(Saved data entries)
--- START ---
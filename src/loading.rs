use std::cell::{Cell, RefCell};
use std::rc::Rc;

use futures::future::LocalBoxFuture;
use futures::FutureExt;

use crate::props::Placeholder;
use crate::warn::warn_once;

/// Decode failures are treated exactly like success; the error only exists
/// so hosts can report what happened.
#[derive(Clone, Debug, PartialEq, Eq)]
pub struct DecodeError(pub String);

/// Explicit attachment status for one rendered element. The host clears it
/// when the element is removed.
#[derive(Clone, Debug)]
pub struct AttachmentFlag(Rc<Cell<bool>>);

impl Default for AttachmentFlag {
    fn default() -> Self {
        Self::attached()
    }
}

impl AttachmentFlag {
    pub fn attached() -> Self {
        AttachmentFlag(Rc::new(Cell::new(true)))
    }

    pub fn detach(&self) {
        self.0.set(false);
    }

    pub fn is_attached(&self) -> bool {
        self.0.get()
    }
}

/// Rendered measurements used by the development-only heuristics.
#[derive(Clone, Debug, Default, PartialEq)]
pub struct LayoutSnapshot {
    pub fill: bool,
    /// Value of the rendered `sizes` attribute.
    pub sizes: Option<String>,
    pub rendered_width: f64,
    pub viewport_width: f64,
    /// Computed `position` of the parent element.
    pub parent_position: Option<String>,
    pub width: u32,
    pub height: u32,
    /// Declared `width`/`height` attributes.
    pub width_attr: Option<String>,
    pub height_attr: Option<String>,
}

/// The element side of load tracking.
pub trait LoadTarget {
    fn is_attached(&self) -> bool;

    /// Decodes the image bytes. `None` means the host has no decode
    /// capability and the image counts as ready.
    fn decode(&self) -> Option<LocalBoxFuture<'static, Result<(), DecodeError>>> {
        None
    }

    fn layout(&self) -> Option<LayoutSnapshot> {
        None
    }
}

impl LoadTarget for AttachmentFlag {
    fn is_attached(&self) -> bool {
        AttachmentFlag::is_attached(self)
    }
}

#[derive(Clone, Copy, Debug, PartialEq, Eq)]
pub enum LoadOutcome {
    Completed,
    /// The element was removed while decoding; nothing fired.
    Detached,
}

pub type OnLoadingComplete<E> = Box<dyn FnOnce(&E)>;

/// Per-element load state. Remembers the last source that completed so that
/// re-renders with the same source never refire side effects.
#[derive(Debug, Default)]
pub struct LoadCompletionTracker {
    last_loaded_src: RefCell<Option<String>>,
}

impl LoadCompletionTracker {
    pub fn new() -> Self {
        Self::default()
    }

    pub fn last_loaded_src(&self) -> Option<String> {
        self.last_loaded_src.borrow().clone()
    }

    /// Starts completion handling for `src` on `element`.
    ///
    /// Returns `None` when there is nothing to do (no element, or `src`
    /// already handled). Otherwise the source is recorded immediately and
    /// the returned future performs the decode and the side effects; the
    /// host drives it on its event loop.
    pub fn on_attach_or_update<E>(
        &self,
        element: Option<E>,
        src: &str,
        placeholder: Placeholder,
        on_loading_complete: Option<OnLoadingComplete<E>>,
        set_blur_complete: impl FnOnce(bool) + 'static,
    ) -> Option<LocalBoxFuture<'static, LoadOutcome>>
    where
        E: LoadTarget + 'static,
    {
        let element = element?;
        if self.last_loaded_src.borrow().as_deref() == Some(src) {
            return None;
        }
        *self.last_loaded_src.borrow_mut() = Some(src.to_string());

        let src = src.to_string();
        let decode = element.decode();

        Some(
            async move {
                if let Some(decode) = decode {
                    if let Err(err) = decode.await {
                        log::debug!("Decode failed for {src}: {err:?}");
                    }
                }

                if !element.is_attached() {
                    return LoadOutcome::Detached;
                }

                if placeholder == Placeholder::Blur {
                    set_blur_complete(true);
                }
                if let Some(callback) = on_loading_complete {
                    callback(&element);
                }

                if cfg!(debug_assertions) {
                    if let Some(layout) = element.layout() {
                        for warning in layout_warnings(&src, &layout) {
                            warn_once(warning);
                        }
                    }
                }

                LoadOutcome::Completed
            }
            .boxed_local(),
        )
    }
}

/// Development heuristics about how the image ended up laid out.
pub fn layout_warnings(src: &str, layout: &LayoutSnapshot) -> Vec<String> {
    let mut warnings = Vec::new();

    if layout.fill {
        let missing_sizes = matches!(layout.sizes.as_deref(), None | Some("") | Some("100vw"));
        if missing_sizes && layout.viewport_width > 0.0 {
            let ratio = layout.rendered_width / layout.viewport_width;
            if ratio < 0.6 {
                warnings.push(format!(
                    "Image with src \"{src}\" has \"fill\" but is missing \"sizes\" prop. Please add it to improve page performance."
                ));
            }
        }

        if let Some(position) = layout.parent_position.as_deref() {
            const VALID: [&str; 3] = ["absolute", "fixed", "relative"];
            if !VALID.contains(&position) {
                warnings.push(format!(
                    "Image with src \"{src}\" has \"fill\" and parent element with invalid \"position\". Provided \"{position}\" should be one of {}.",
                    VALID.join(",")
                ));
            }
        }

        if layout.height == 0 {
            warnings.push(format!(
                "Image with src \"{src}\" has \"fill\" and a height value of 0. This is likely because the parent element of the image has not been styled to have a set height."
            ));
        }
    }

    let height_modified = layout.height_attr.as_deref() != Some(layout.height.to_string().as_str());
    let width_modified = layout.width_attr.as_deref() != Some(layout.width.to_string().as_str());
    if height_modified != width_modified {
        warnings.push(format!(
            "Image with src \"{src}\" has either width or height modified, but not the other. If you use CSS to change the size of your image, also include the styles 'width: \"auto\"' or 'height: \"auto\"' to maintain the aspect ratio."
        ));
    }

    warnings
}
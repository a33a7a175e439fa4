/*!
 * Inline SVG placeholders that blur a tiny preview until the real image loads.
 */

/// Input for [`image_blur_svg`].
#[derive(Clone, Copy, Debug, Default)]
pub struct BlurSvg<'a> {
    pub width_int: Option<u32>,
    pub height_int: Option<u32>,
    /// Dimensions of the preview itself, when it was generated at a known size.
    pub blur_width: Option<u32>,
    pub blur_height: Option<u32>,
    pub blur_data_url: &'a str,
}

/// Builds a percent-encoded SVG document that applies a Gaussian blur to
/// `blur_data_url`. Suitable for `data:image/svg+xml;charset=utf-8,` URLs.
pub fn image_blur_svg(blur: BlurSvg<'_>) -> String {
    let BlurSvg {
        width_int,
        height_int,
        blur_width,
        blur_height,
        blur_data_url,
    } = blur;

    // A preview with known dimensions is already low-noise.
    let std_deviation = if blur_width.is_some() && blur_height.is_some() {
        "1"
    } else {
        "20"
    };

    let svg_width = blur_width.or(width_int);
    let svg_height = blur_height.or(height_int);
    let view_box = match (svg_width, svg_height) {
        (Some(w), Some(h)) => format!(" viewBox='0 0 {w} {h}'"),
        _ => String::new(),
    };

    // JPEG has no alpha; snap the blurred edges back to opaque.
    let alpha_transfer = if blur_data_url.starts_with("data:image/jpeg") {
        "<feComponentTransfer><feFuncA type='discrete' tableValues='1 1'/></feComponentTransfer>"
    } else {
        ""
    };

    let document = format!(
        "<svg xmlns='http://www.w3.org/2000/svg'{view_box}>\
<filter id='b' color-interpolation-filters='sRGB'>\
<feGaussianBlur stdDeviation='{std_deviation}'/>{alpha_transfer}\
</filter>\
<image filter='url(#b)' x='0' y='0' height='100%' width='100%' href='{{href}}'/>\
</svg>"
    );

    encode_svg(&document).replace("{href}", blur_data_url)
}

/// Percent-encodes the characters that break an SVG inside a CSS `url()`.
/// Quotes, spaces and `/` stay literal, which full URL-component encoders
/// such as `urlencoding` would escape.
fn encode_svg(svg: &str) -> String {
    let mut encoded = String::with_capacity(svg.len() + svg.len() / 4);
    for c in svg.chars() {
        match c {
            '%' => encoded.push_str("%25"),
            '<' => encoded.push_str("%3C"),
            '>' => encoded.push_str("%3E"),
            '#' => encoded.push_str("%23"),
            ':' => encoded.push_str("%3A"),
            '"' => encoded.push_str("%22"),
            _ => encoded.push(c),
        }
    }
    encoded
}

/// Background style showing the blurred placeholder behind the `<img>`.
pub fn blur_style(svg: &str) -> String {
    format!(
        "background-size:cover;background-position:50% 50%;background-repeat:no-repeat;background-image:url(\"data:image/svg+xml;charset=utf-8,{svg}\");"
    )
}

#[cfg(test)]
mod blur_tests {
    use super::*;

    const JPEG: &str = "data:image/jpeg;base64,/9j/4AAQSkZJRgABAQ";
    const WEBP: &str = "data:image/webp;base64,UklGRkAAAABXRUJQ";

    #[test]
    fn jpeg_without_blur_dimensions() {
        let svg = image_blur_svg(BlurSvg {
            width_int: Some(800),
            height_int: Some(600),
            blur_data_url: JPEG,
            ..Default::default()
        });

        assert!(svg.contains("stdDeviation='20'"));
        assert!(svg.contains("viewBox='0 0 800 600'"));
        assert!(svg.contains("%3CfeComponentTransfer%3E%3CfeFuncA type='discrete' tableValues='1 1'/%3E%3C/feComponentTransfer%3E"));
        assert!(svg.contains(&format!("href='{JPEG}'")));
    }

    #[test]
    fn webp_with_blur_dimensions() {
        let svg = image_blur_svg(BlurSvg {
            width_int: Some(800),
            height_int: Some(600),
            blur_width: Some(20),
            blur_height: Some(12),
            blur_data_url: WEBP,
        });

        assert!(svg.contains("stdDeviation='1'"));
        assert!(svg.starts_with("%3Csvg xmlns='http%3A//www.w3.org/2000/svg' viewBox='0 0 20 12'%3E%3Cfilter"));
        assert!(!svg.contains("preserveAspectRatio"));
        assert!(!svg.contains("feComponentTransfer"));
    }

    #[test]
    fn document_is_percent_encoded() {
        let svg = image_blur_svg(BlurSvg {
            blur_data_url: WEBP,
            ..Default::default()
        });

        assert!(svg.starts_with("%3Csvg xmlns='http%3A//www.w3.org/2000/svg'"));
        assert!(svg.contains("filter='url(%23b)'"));
        assert!(svg.contains("height='100%25'"));
        assert!(svg.ends_with("%3C/svg%3E"));
        assert!(!svg.contains("viewBox"));
        assert!(!svg.contains('<'));
    }

    #[test]
    fn style_embeds_svg() {
        let style = blur_style("%3Csvg/%3E");
        assert!(style.contains("background-image:url(\"data:image/svg+xml;charset=utf-8,%3Csvg/%3E\")"));
        assert!(style.starts_with("background-size:cover;"));
    }
}
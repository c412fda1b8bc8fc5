//! Persisted settings
//!
//! Connection defaults and tuning the user expects to survive a restart.
//! The password is deliberately absent: it lives in memory only.

use serde::{Deserialize, Serialize};
use std::path::{Path, PathBuf};

use crate::constants::DEFAULT_TRANSIENT_THRESHOLD;
use crate::error::ConfigError;

/// On-disk settings, stored as TOML in the platform config directory.
#[derive(Debug, Clone, Serialize, Deserialize)]
#[serde(default)]
pub struct Config {
    /// Last server address, `host:port`.
    pub server: String,
    pub username: String,
    pub local_channel_name: String,
    /// Local channel bitrate in kbps.
    pub local_bitrate: i32,
    /// Transient detector sensitivity threshold.
    pub transient_threshold: f32,
    /// Diagnostic: serialize the audio callback with the session thread.
    /// Trades real-time safety for deterministic ordering; debugging only.
    pub serialize_audio: bool,
    /// Public server list URL.
    pub server_list_url: String,
}

impl Default for Config {
    fn default() -> Self {
        Self {
            server: String::new(),
            username: String::new(),
            local_channel_name: "Channel".to_string(),
            local_bitrate: crate::constants::DEFAULT_LOCAL_BITRATE,
            transient_threshold: DEFAULT_TRANSIENT_THRESHOLD,
            serialize_audio: false,
            server_list_url: String::new(),
        }
    }
}

impl Config {
    /// Platform config file path, e.g. `~/.config/jamlink/config.toml`.
    pub fn default_path() -> Result<PathBuf, ConfigError> {
        let dirs = directories::ProjectDirs::from("", "", "jamlink")
            .ok_or(ConfigError::NoConfigDir)?;
        Ok(dirs.config_dir().join("config.toml"))
    }

    /// Load from `path`; a missing file yields the defaults.
    pub fn load(path: &Path) -> Result<Self, ConfigError> {
        match std::fs::read_to_string(path) {
            Ok(text) => Ok(toml::from_str(&text)?),
            Err(e) if e.kind() == std::io::ErrorKind::NotFound => Ok(Self::default()),
            Err(e) => Err(ConfigError::Read(e)),
        }
    }

    pub fn save(&self, path: &Path) -> Result<(), ConfigError> {
        let text = toml::to_string_pretty(self)?;
        if let Some(parent) = path.parent() {
            std::fs::create_dir_all(parent).map_err(ConfigError::Write)?;
        }
        std::fs::write(path, text).map_err(ConfigError::Write)
    }
}

#[cfg(test)]
mod tests {
    use super::*;

    #[test]
    fn missing_file_yields_defaults() {
        let config = Config::load(Path::new("/nonexistent/jamlink/config.toml")).unwrap();
        assert_eq!(config.local_channel_name, "Channel");
        assert!(!config.serialize_audio);
    }

    #[test]
    fn round_trips_through_toml() {
        let mut config = Config::default();
        config.server = "ninbot.com:2049".to_string();
        config.username = "alice".to_string();
        config.transient_threshold = 0.4;

        let text = toml::to_string_pretty(&config).unwrap();
        let back: Config = toml::from_str(&text).unwrap();
        assert_eq!(back.server, "ninbot.com:2049");
        assert_eq!(back.username, "alice");
        assert_eq!(back.transient_threshold, 0.4);
    }

    #[test]
    fn partial_file_fills_defaults() {
        let back: Config = toml::from_str("username = \"bob\"").unwrap();
        assert_eq!(back.username, "bob");
        assert_eq!(back.local_bitrate, crate::constants::DEFAULT_LOCAL_BITRATE);
    }
}
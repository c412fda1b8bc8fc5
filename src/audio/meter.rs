//! Stereo peak metering for the UI level displays

/// Peak release time; the displayed level falls back at this rate after
/// the signal drops.
const METER_RELEASE_SECS: f32 = 0.3;

/// Block peak follower with exponential fall-back, one per metered pair.
pub struct StereoPeakMeter {
    sample_rate: f32,
    left: f32,
    right: f32,
}

impl StereoPeakMeter {
    pub fn new(sample_rate: f64) -> Self {
        Self {
            sample_rate: sample_rate as f32,
            left: 0.0,
            right: 0.0,
        }
    }

    /// Fold one block into the meter and return the smoothed peaks.
    pub fn process(&mut self, left: &[f32], right: &[f32]) -> (f32, f32) {
        let frames = left.len().min(right.len());
        let release = (-(frames as f32) / (self.sample_rate * METER_RELEASE_SECS)).exp();

        let mut peak_l = 0.0f32;
        let mut peak_r = 0.0f32;
        for i in 0..frames {
            peak_l = peak_l.max(left[i].abs());
            peak_r = peak_r.max(right[i].abs());
        }

        self.left = peak_l.max(self.left * release);
        self.right = peak_r.max(self.right * release);
        (self.left, self.right)
    }

    pub fn reset(&mut self) {
        self.left = 0.0;
        self.right = 0.0;
    }
}
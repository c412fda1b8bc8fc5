//! Events sent from the session thread to the UI thread
//!
//! State-change events and chat lines ride two separate queues so a chat
//! burst can never evict a status transition. Both directions share the
//! same ownership rule as commands: produced once, consumed once, never
//! mutated in flight.

use crate::session::client::SessionStatus;
use crate::session::server_list::ServerEntry;

/// Session-to-UI event set.
#[derive(Debug, Clone)]
pub enum Event {
    /// Connection status transition. The error text comes from the
    /// protocol client and is display-only.
    StatusChanged {
        status: SessionStatus,
        error: Option<String>,
    },
    /// User or channel lists changed; the UI should re-query them.
    UsersChanged,
    TopicChanged {
        topic: String,
    },
    /// A public-server-list fetch completed.
    ServerListReady {
        servers: Vec<ServerEntry>,
        error: Option<String>,
    },
}

/// Kind of a rendered chat line.
#[derive(Debug, Clone, Copy, PartialEq, Eq)]
pub enum ChatLineKind {
    Message,
    /// `/me` action message.
    Action,
    Private,
    Topic,
    Join,
    Part,
}

/// One line for the chat log, carried on the dedicated chat queue.
#[derive(Debug, Clone)]
pub struct ChatLine {
    pub kind: ChatLineKind,
    /// Empty for server-originated lines.
    pub sender: String,
    pub text: String,
}
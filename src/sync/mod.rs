//! Cross-thread synchronization primitives

pub mod license;
pub mod snapshot;
pub mod spsc;

pub use license::LicenseGate;
pub use snapshot::{AtomicF32, AtomicSnapshot};
pub use spsc::BoundedChannel;
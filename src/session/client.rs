//! Session-protocol client interface
//!
//! The wire protocol, codec, and peer bookkeeping live behind this trait;
//! the core only needs a polling step, a status code, and a handful of
//! accessors and mutators. All methods except the host audio entry point
//! are called by the session thread under the serialization lock.

use crate::session::command::ChatKind;

/// Connection status reported by the client.
#[derive(Debug, Clone, Copy, PartialEq, Eq)]
pub enum SessionStatus {
    Disconnected,
    Connecting,
    Connected,
}

/// Result of one protocol step.
#[derive(Debug, Clone, Copy, PartialEq, Eq)]
pub enum StepOutcome {
    /// More immediate work is queued; step again before sleeping.
    MoreWork,
    /// Nothing to do until new data arrives.
    Idle,
}

/// A chat-layer notification delivered from inside [`SessionClient::step`].
#[derive(Debug, Clone)]
pub enum ChatNotice {
    /// Topic broadcast. `user` is empty when the server set the topic.
    Topic { user: String, text: String },
    Message { user: String, text: String },
    Private { user: String, text: String },
    Join { user: String },
    Part { user: String },
}

/// Installed by the session loop; invoked on the session thread during
/// [`SessionClient::step`].
pub type ChatHandler = Box<dyn FnMut(ChatNotice) + Send>;

/// License prompt callback: receives the agreement text, returns whether
/// the user accepted. Invoked synchronously from within
/// [`SessionClient::step`] and may block for a human-timescale wait.
pub type LicenseHandler = Box<dyn FnMut(&str) -> bool + Send>;

/// Polling interface to the session-protocol implementation.
pub trait SessionClient: Send {
    /// Run one slice of protocol work. Chat and license handlers fire from
    /// inside this call.
    fn step(&mut self) -> StepOutcome;

    fn status(&self) -> SessionStatus;

    /// Human-readable error from the last failure, if any.
    fn error_text(&self) -> Option<String>;

    /// Current interval position and length, in protocol units.
    fn position(&self) -> (i32, i32);

    /// Current tempo as (beats per minute, beats per interval).
    fn tempo(&self) -> (f32, i32);

    /// True once after the user/channel lists changed.
    fn take_users_changed(&mut self) -> bool;

    fn connect(&mut self, server: &str, username: &str, password: &str);
    fn disconnect(&mut self);

    fn set_local_channel_info(
        &mut self,
        channel: i32,
        name: &str,
        bitrate: Option<i32>,
        transmit: Option<bool>,
    );

    fn set_local_channel_monitor(
        &mut self,
        channel: i32,
        volume: Option<f32>,
        pan: Option<f32>,
        mute: Option<bool>,
        solo: Option<bool>,
    );

    fn set_user_mute(&mut self, user: i32, mute: bool);

    #[allow(clippy::too_many_arguments)]
    fn set_user_channel_state(
        &mut self,
        user: i32,
        channel: i32,
        subscribed: Option<bool>,
        volume: Option<f32>,
        pan: Option<f32>,
        mute: Option<bool>,
        solo: Option<bool>,
    );

    fn send_chat(&mut self, kind: ChatKind, target: Option<&str>, text: &str);

    fn set_chat_handler(&mut self, handler: ChatHandler);
    fn set_license_handler(&mut self, handler: LicenseHandler);
}
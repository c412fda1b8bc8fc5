//! Lock-free bounded SPSC channel
//!
//! Fixed-capacity single-producer single-consumer queue used for all
//! cross-thread messaging (commands, events, chat). Push and pop never
//! block and never allocate, which is what lets the real-time and UI
//! sides talk to the session thread without priority inversion.

use crossbeam::utils::CachePadded;
use std::cell::UnsafeCell;
use std::mem::MaybeUninit;
use std::sync::atomic::{AtomicUsize, Ordering};

/// Lock-free SPSC ring with power-of-two capacity.
///
/// Thread safety contract:
///   - exactly one thread calls [`try_push`](Self::try_push) (producer)
///   - exactly one thread calls [`try_pop`](Self::try_pop) /
///     [`drain`](Self::drain) (consumer)
///   - producer and consumer may run concurrently
///
/// Any second producer or consumer violates the contract. One slot is kept
/// empty to distinguish full from empty, so a channel of capacity `N`
/// holds at most `N - 1` elements.
pub struct BoundedChannel<T, const N: usize> {
    slots: [UnsafeCell<MaybeUninit<T>>; N],
    /// Producer cursor: next slot to write.
    head: CachePadded<AtomicUsize>,
    /// Consumer cursor: next slot to read.
    tail: CachePadded<AtomicUsize>,
    /// Pushes rejected because the channel was full.
    rejected: AtomicUsize,
}

// Safe under the one-producer/one-consumer contract: each slot is written
// by the producer before the head store (Release) and read by the consumer
// after the head load (Acquire).
unsafe impl<T: Send, const N: usize> Send for BoundedChannel<T, N> {}
unsafe impl<T: Send, const N: usize> Sync for BoundedChannel<T, N> {}

impl<T, const N: usize> BoundedChannel<T, N> {
    const CAPACITY_VALID: () = assert!(
        N.is_power_of_two() && N > 1,
        "BoundedChannel capacity must be a power of two >= 2"
    );
    const MASK: usize = N - 1;

    pub fn new() -> Self {
        // Forces the compile-time capacity check for this instantiation.
        let () = Self::CAPACITY_VALID;
        Self {
            slots: std::array::from_fn(|_| UnsafeCell::new(MaybeUninit::uninit())),
            head: CachePadded::new(AtomicUsize::new(0)),
            tail: CachePadded::new(AtomicUsize::new(0)),
            rejected: AtomicUsize::new(0),
        }
    }

    /// Push an element (producer only).
    ///
    /// Returns false and drops the value if the channel is full. Never
    /// blocks, never allocates.
    pub fn try_push(&self, value: T) -> bool {
        let head = self.head.load(Ordering::Relaxed);
        let next = (head + 1) & Self::MASK;

        // Full when advancing head would catch up to tail.
        if next == self.tail.load(Ordering::Acquire) {
            self.rejected.fetch_add(1, Ordering::Relaxed);
            return false;
        }

        unsafe {
            (*self.slots[head].get()).write(value);
        }
        self.head.store(next, Ordering::Release);
        true
    }

    /// Pop an element (consumer only).
    pub fn try_pop(&self) -> Option<T> {
        let tail = self.tail.load(Ordering::Relaxed);

        // Empty when cursors are equal.
        if tail == self.head.load(Ordering::Acquire) {
            return None;
        }

        let value = unsafe { (*self.slots[tail].get()).assume_init_read() };
        self.tail.store((tail + 1) & Self::MASK, Ordering::Release);
        Some(value)
    }

    /// Drain all available elements in FIFO order (consumer only).
    ///
    /// Invokes the visitor once per element and returns the count drained.
    pub fn drain<F: FnMut(T)>(&self, mut visitor: F) -> usize {
        let mut count = 0;
        while let Some(value) = self.try_pop() {
            visitor(value);
            count += 1;
        }
        count
    }

    pub fn is_empty(&self) -> bool {
        self.head.load(Ordering::Acquire) == self.tail.load(Ordering::Acquire)
    }

    /// Current number of queued elements.
    pub fn len(&self) -> usize {
        let head = self.head.load(Ordering::Acquire);
        let tail = self.tail.load(Ordering::Acquire);
        head.wrapping_sub(tail) & Self::MASK
    }

    /// Slot count. Usable capacity is one less (one slot stays empty to
    /// disambiguate full from empty).
    pub const fn capacity() -> usize {
        N
    }

    /// Number of pushes rejected because the channel was full.
    pub fn rejected_count(&self) -> usize {
        self.rejected.load(Ordering::Relaxed)
    }
}

impl<T, const N: usize> Default for BoundedChannel<T, N> {
    fn default() -> Self {
        Self::new()
    }
}

impl<T, const N: usize> Drop for BoundedChannel<T, N> {
    fn drop(&mut self) {
        while self.try_pop().is_some() {}
    }
}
--- END ---
> Work instructions:
Wherever a line above contains "alice", copy that line.

> Solution to the problem:
        config.username = "alice".to_string();
        assert_eq!(back.username, "alice");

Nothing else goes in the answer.